Every developer wants to make sure his application has enough headroom for startup and for peaks that happen as the application runs. Adding extra horsepower to an application’s deployment in a cloud environment can make sure the application runs optimally, but it can be very expensive. In this blog post, Azul Vice President of Developer Relations Pratik Patel examines overprovisioning Java resources. Fortunately, there are ways to reduce your need to overprovision, saving a significant amount of cloud spend. I’ll specifically look at overprovisioning in the context of Java applications.
Developers are strange animals; we will use a shiny new tool or library in an application without too much thought but are cautious when deploying to production. No one wants their pager to start buzzing in the middle of the night, not to mention the pressure to keep applications running at high 9s of reliability. Developers are adventurous when building and coding applications but very conservative on the operational elements.

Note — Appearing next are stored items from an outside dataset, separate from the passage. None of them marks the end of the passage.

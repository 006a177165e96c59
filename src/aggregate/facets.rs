//! Value counts and distinct-value listings for single fields.

use std::collections::{HashMap, HashSet};

use serde::Serialize;

use super::sort::sort_values;
use crate::error::LookupError;
use crate::model::{FieldKind, FieldSpec, InfraRecord, OrgField, Organization, Record};
use crate::search::normalize::{
    collapse_whitespace, normalize, split_tokens, token_display, token_key,
};
use crate::store::RecordStore;

/// A value and the number of records carrying it.
#[derive(Debug, Clone, PartialEq, Eq, Serialize)]
pub struct Facet {
    pub name: String,
    pub count: usize,
}

/// `(key, display)` pairs for one record's value of `field`, deduplicated.
fn record_values<R: Record>(record: &R, field: R::Field) -> Vec<(String, String)> {
    if let Some(set) = record.value_set(field) {
        return set
            .values()
            .iter()
            .map(|v| (normalize(v), v.clone()))
            .collect();
    }
    let raw = record.get(field);
    let mut out: Vec<(String, String)> = Vec::new();
    match field.kind() {
        FieldKind::Exact => {
            let key = normalize(raw);
            if !key.is_empty() {
                out.push((key, collapse_whitespace(raw)));
            }
        }
        FieldKind::Token => {
            for tok in split_tokens(raw, field.delimiter()) {
                let key = token_key(field, tok);
                if !key.is_empty() && !out.iter().any(|(k, _)| *k == key) {
                    out.push((key, token_display(field, tok)));
                }
            }
        }
    }
    out
}

/// Counts how many records carry each value of `field`.
///
/// A record contributes at most one to any value. Results are ordered by
/// descending count; ties keep first-seen order. Display text is the first
/// spelling encountered.
pub fn field_facets<'a, R, I>(records: I, field: R::Field, limit: usize) -> Vec<Facet>
where
    R: Record + 'a,
    I: IntoIterator<Item = &'a R>,
{
    let mut index: HashMap<String, usize> = HashMap::new();
    let mut facets: Vec<Facet> = Vec::new();
    for record in records {
        for (key, display) in record_values(record, field) {
            match index.get(&key) {
                Some(&pos) => facets[pos].count += 1,
                None => {
                    index.insert(key, facets.len());
                    facets.push(Facet {
                        name: display,
                        count: 1,
                    });
                }
            }
        }
    }
    facets.sort_by(|a, b| b.count.cmp(&a.count));
    facets.truncate(limit);
    facets
}

/// Every distinct value of `field`, ordered by the field's sort policy.
pub fn distinct_values<'a, R, I>(records: I, field: R::Field) -> Vec<String>
where
    R: Record + 'a,
    I: IntoIterator<Item = &'a R>,
{
    let mut seen: HashSet<String> = HashSet::new();
    let mut values: Vec<String> = Vec::new();
    for record in records {
        for (key, display) in record_values(record, field) {
            if seen.insert(key) {
                values.push(display);
            }
        }
    }
    sort_values(field.sort_policy(), &mut values);
    values
}

/// Usage profile of one infra entry across the organization directory.
#[derive(Debug, Serialize)]
#[serde(rename_all = "camelCase")]
pub struct InfraProfile<'a> {
    pub infra: &'a InfraRecord,
    pub org_count: usize,
    pub top_services: Vec<Facet>,
    pub top_content_types: Vec<Facet>,
}

/// Organizations listing `infra_name` among their infra tools.
pub fn orgs_using<'a>(store: &'a RecordStore, infra_name: &str) -> Vec<&'a Organization> {
    let key = token_key(OrgField::InfraTools, infra_name);
    if key.is_empty() {
        return Vec::new();
    }
    store
        .organizations()
        .iter()
        .filter(|org| {
            split_tokens(&org.infra_tools, OrgField::InfraTools.delimiter())
                .into_iter()
                .any(|tok| token_key(OrgField::InfraTools, tok) == key)
        })
        .collect()
}

pub fn infra_profile<'a>(
    store: &'a RecordStore,
    infra_id: &str,
    limit: usize,
) -> Result<InfraProfile<'a>, LookupError> {
    let infra = store.infra(infra_id)?;
    let users = orgs_using(store, &infra.infra_name);
    tracing::debug!(infra_id, users = users.len(), "infra_profile");
    Ok(InfraProfile {
        infra,
        org_count: users.len(),
        top_services: field_facets(users.iter().copied(), OrgField::Services, limit),
        top_content_types: field_facets(users.iter().copied(), OrgField::ContentTypes, limit),
    })
}

#[cfg(test)]
mod tests {
    use super::*;
    use crate::model::InfraField;
    use crate::store::RowSources;
    use crate::store::rows::RawRow;

    fn org(id: &str) -> RawRow {
        RawRow::new().with("ORG_ID", id).with("ORG_NAME", id)
    }

    fn store() -> RecordStore {
        RecordStore::build(RowSources {
            organizations: vec![
                org("o1")
                    .with("SERVICES", "Editing, VFX, editing")
                    .with("CONTENT_TYPES", "Film Content, Games")
                    .with("INFRA_TOOLS", "Maya, Nuke")
                    .with("SIZING", "51-100")
                    .with("HQ_COUNTRY", "France"),
                org("o2")
                    .with("SERVICES", "VFX")
                    .with("CONTENT_TYPES", "film")
                    .with("INFRA_TOOLS", " maya ")
                    .with("SIZING", "1-10")
                    .with("HQ_COUNTRY", " france "),
                org("o3")
                    .with("SERVICES", "Color")
                    .with("INFRA_TOOLS", "Houdini")
                    .with("SIZING", "101+"),
            ],
            infra: vec![
                RawRow::new()
                    .with("INFRA_ID", "i1")
                    .with("INFRA_NAME", "Maya")
                    .with("PRICING", "$10,001+, FREE"),
                RawRow::new()
                    .with("INFRA_ID", "i2")
                    .with("INFRA_NAME", "Unused")
                    .with("PRICING", "≤ $100"),
            ],
            ..Default::default()
        })
    }

    #[test]
    fn facets_count_each_record_once_per_value() {
        let store = store();
        let facets = field_facets(store.organizations(), OrgField::Services, 10);
        assert_eq!(
            facets,
            vec![
                Facet { name: "VFX".into(), count: 2 },
                Facet { name: "Editing".into(), count: 1 },
                Facet { name: "Color".into(), count: 1 },
            ]
        );
    }

    #[test]
    fn content_type_facets_merge_suffix_variants() {
        let store = store();
        let facets = field_facets(store.organizations(), OrgField::ContentTypes, 10);
        assert_eq!(facets[0], Facet { name: "Film".into(), count: 2 });
        assert_eq!(facets[1], Facet { name: "Games".into(), count: 1 });
    }

    #[test]
    fn exact_field_facets_fold_case_and_whitespace() {
        let store = store();
        let facets = field_facets(store.organizations(), OrgField::HqCountry, 10);
        assert_eq!(facets, vec![Facet { name: "France".into(), count: 2 }]);
    }

    #[test]
    fn derived_location_facets_keep_comma_names() {
        let store = RecordStore::build(RowSources {
            organizations: vec![org("o1"), org("o2")],
            locations: vec![
                RawRow::new().with("ORG_ID", "o1").with("COUNTRY", "Korea, Republic of"),
                RawRow::new().with("ORG_ID", "o2").with("COUNTRY", "korea, republic of"),
            ],
            ..Default::default()
        });
        assert_eq!(
            field_facets(store.organizations(), OrgField::AllCountries, 10),
            vec![Facet { name: "Korea, Republic of".into(), count: 2 }]
        );
    }

    #[test]
    fn facet_limit_truncates() {
        let store = store();
        assert_eq!(field_facets(store.organizations(), OrgField::Services, 1).len(), 1);
    }

    #[test]
    fn distinct_values_follow_sort_policy() {
        let store = store();
        assert_eq!(
            distinct_values(store.organizations(), OrgField::Sizing),
            vec!["1-10", "51-100", "101+"]
        );
        assert_eq!(
            distinct_values(store.infra_records(), InfraField::Pricing),
            vec!["FREE", "≤ $100", "$10,001+"]
        );
        assert_eq!(
            distinct_values(store.organizations(), OrgField::InfraTools),
            vec!["Houdini", "Maya", "Nuke"]
        );
    }

    #[test]
    fn infra_profile_counts_users_by_normalized_name() {
        let store = store();
        let profile = infra_profile(&store, "i1", 5).unwrap();
        assert_eq!(profile.org_count, 2);
        assert_eq!(profile.top_services[0], Facet { name: "VFX".into(), count: 2 });
        assert_eq!(profile.top_content_types[0].count, 2);

        let unused = infra_profile(&store, "i2", 5).unwrap();
        assert_eq!(unused.org_count, 0);
        assert!(unused.top_services.is_empty());
    }

    #[test]
    fn infra_profile_of_unknown_id_is_not_found() {
        let store = store();
        assert_eq!(
            infra_profile(&store, "nope", 5).unwrap_err(),
            LookupError::InfraNotFound("nope".into())
        );
    }
}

Enter a phenomenon called overprovisioning: adding extra horsepower (typically CPU and RAM) to an application’s deployment in a cloud environment to make sure the application has enough headroom for startup and for peaks that happen as the application runs.
Fortunately, there are ways to reduce your need to overprovision, thus saving a significant amount of cloud spend. I’ll specifically look at overprovisioning in the context of Java applications.

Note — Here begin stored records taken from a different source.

//! Output traits for the drive train and the sensor head

/// Latched direction bits for all motor channels
///
/// Bit changes are staged with [`set_bit`](Self::set_bit) and
/// [`clear_bit`](Self::clear_bit) and reach the outputs together on
/// [`apply`](Self::apply), so a channel never passes through a
/// half-written state.
pub trait DirectionRegister {
    /// Stage a bit high
    fn set_bit(&mut self, bit: u8);

    /// Stage a bit low
    fn clear_bit(&mut self, bit: u8);

    /// Latch all staged bits onto the outputs
    fn apply(&mut self);
}

/// The single enable line shared by every motor channel
pub trait EnableGate {
    /// Drive the gate at `duty` (0 = off, 255 = fully on)
    ///
    /// Implementations that can only switch on or off treat any
    /// non-zero duty as fully on.
    fn set_duty(&mut self, duty: u8);
}

/// Hobby servo carrying the range sensor
pub trait ServoOutput {
    /// Start emitting position pulses
    fn attach(&mut self);

    /// Stop emitting pulses; the servo goes limp
    fn detach(&mut self);

    fn is_attached(&self) -> bool;

    /// Command a position in degrees (0-180)
    fn write_angle(&mut self, deg: u8);
}
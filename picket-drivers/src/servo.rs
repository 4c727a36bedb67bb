//! Hobby servo on a 50 Hz PWM channel
//!
//! Position is encoded as a pulse width inside a 20 ms frame. Detaching
//! stops the pulses entirely, which makes the servo go limp instead of
//! hunting around its setpoint.

use embedded_hal::pwm::SetDutyCycle;
use picket_core::traits::ServoOutput;

use crate::error::DriverError;

/// Pulse timing for a servo
#[derive(Debug, Clone, Copy, PartialEq, Eq)]
#[cfg_attr(feature = "defmt", derive(defmt::Format))]
pub struct ServoTiming {
    /// PWM frame length
    pub period_us: u16,
    /// Pulse width at 0 degrees
    pub min_pulse_us: u16,
    /// Pulse width at 180 degrees
    pub max_pulse_us: u16,
}

impl Default for ServoTiming {
    fn default() -> Self {
        Self {
            period_us: 20_000,
            min_pulse_us: 544,
            max_pulse_us: 2400,
        }
    }
}

impl ServoTiming {
    /// Pulse width for an angle, clamped to 180 degrees
    pub fn pulse_us(&self, deg: u8) -> u16 {
        let deg = deg.min(180) as u32;
        let span = self.max_pulse_us.saturating_sub(self.min_pulse_us) as u32;
        self.min_pulse_us + (span * deg / 180) as u16
    }
}

pub struct HobbyServo<P> {
    pwm: P,
    timing: ServoTiming,
    angle: u8,
    attached: bool,
}

impl<P: SetDutyCycle> HobbyServo<P> {
    /// Wrap a PWM channel already running at the frame rate
    ///
    /// The servo starts detached.
    pub fn new(pwm: P, timing: ServoTiming) -> Self {
        let mut servo = Self {
            pwm,
            timing,
            angle: 90,
            attached: false,
        };
        let _ = servo.pwm.set_duty_cycle_fully_off();
        servo
    }

    fn output(&mut self) -> Result<(), DriverError<P::Error>> {
        let pulse = self.timing.pulse_us(self.angle);
        self.pwm
            .set_duty_cycle_fraction(pulse, self.timing.period_us)?;
        Ok(())
    }

    pub fn angle(&self) -> u8 {
        self.angle
    }
}

impl<P: SetDutyCycle> ServoOutput for HobbyServo<P> {
    fn attach(&mut self) {
        self.attached = true;
        let _ = self.output();
    }

    fn detach(&mut self) {
        self.attached = false;
        let _ = self.pwm.set_duty_cycle_fully_off();
    }

    fn is_attached(&self) -> bool {
        self.attached
    }

    fn write_angle(&mut self, deg: u8) {
        self.angle = deg.min(180);
        if self.attached {
            let _ = self.output();
        }
    }
}

#[cfg(test)]
mod tests {
    use super::*;
    use core::convert::Infallible;
    use embedded_hal::pwm::ErrorType;

    /// 1 us per count over a 20 ms frame
    #[derive(Default)]
    struct FakePwm {
        duty: u16,
    }

    impl ErrorType for FakePwm {
        type Error = Infallible;
    }

    impl SetDutyCycle for FakePwm {
        fn max_duty_cycle(&self) -> u16 {
            20_000
        }

        fn set_duty_cycle(&mut self, duty: u16) -> Result<(), Infallible> {
            self.duty = duty;
            Ok(())
        }
    }

    #[test]
    fn test_pulse_widths() {
        let t = ServoTiming::default();
        assert_eq!(t.pulse_us(0), 544);
        assert_eq!(t.pulse_us(90), 1472);
        assert_eq!(t.pulse_us(180), 2400);
        assert_eq!(t.pulse_us(255), 2400);
    }

    #[test]
    fn test_detached_is_silent() {
        let mut servo = HobbyServo::new(FakePwm::default(), ServoTiming::default());
        servo.write_angle(45);
        assert_eq!(servo.pwm.duty, 0);
        assert_eq!(servo.angle(), 45);
    }

    #[test]
    fn test_attach_outputs_last_angle() {
        let mut servo = HobbyServo::new(FakePwm::default(), ServoTiming::default());
        servo.write_angle(180);
        servo.attach();
        assert_eq!(servo.pwm.duty, 2400);

        servo.write_angle(0);
        assert_eq!(servo.pwm.duty, 544);
    }

    #[test]
    fn test_detach_stops_pulses() {
        let mut servo = HobbyServo::new(FakePwm::default(), ServoTiming::default());
        servo.attach();
        servo.detach();
        assert!(!servo.is_attached());
        assert_eq!(servo.pwm.duty, 0);
    }
}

Application load Is never stable
As any developer or DevOps person will tell you, the traffic to an application is almost never uniform throughout the day or week, and the vast majority of apps have uneven load over time. Every application has low points where it’s not servicing many user requests or processing data, and peaks where application utilization is extremely high. These peaks are fine as long as the application’s instances aren’t pushed to the point where the app has issues such as:
- Exceptionally long latency in responses and not meeting service level agreements (SLAs).
- Overutilization of memory leads to garbage collector (GC) thrashing in the Java Virtual Machine (JVM).
- Lack of resources (CPU thread, file/network handles) leads to rejected incoming requests and inability to do processing.
The last two issues can make the application completely unresponsive and appear as if it is not doing any processing. During testing, developers note this upper bound and scale the number of CPU cores and memory needed. Then they add an often arbitrary amount of CPU and memory to accommodate for peaks — overprovisioning the application’s available resources. Overprovisioning is the development team’s safety net to ensure things are working smoothly and users are happy with the response time.
Millions of Java developers, hundreds of millions of devices, and the world’s most highly regarded businesses trust Azul’s Java platform to power their applications with exceptional capabilities, performance, security, value, and success.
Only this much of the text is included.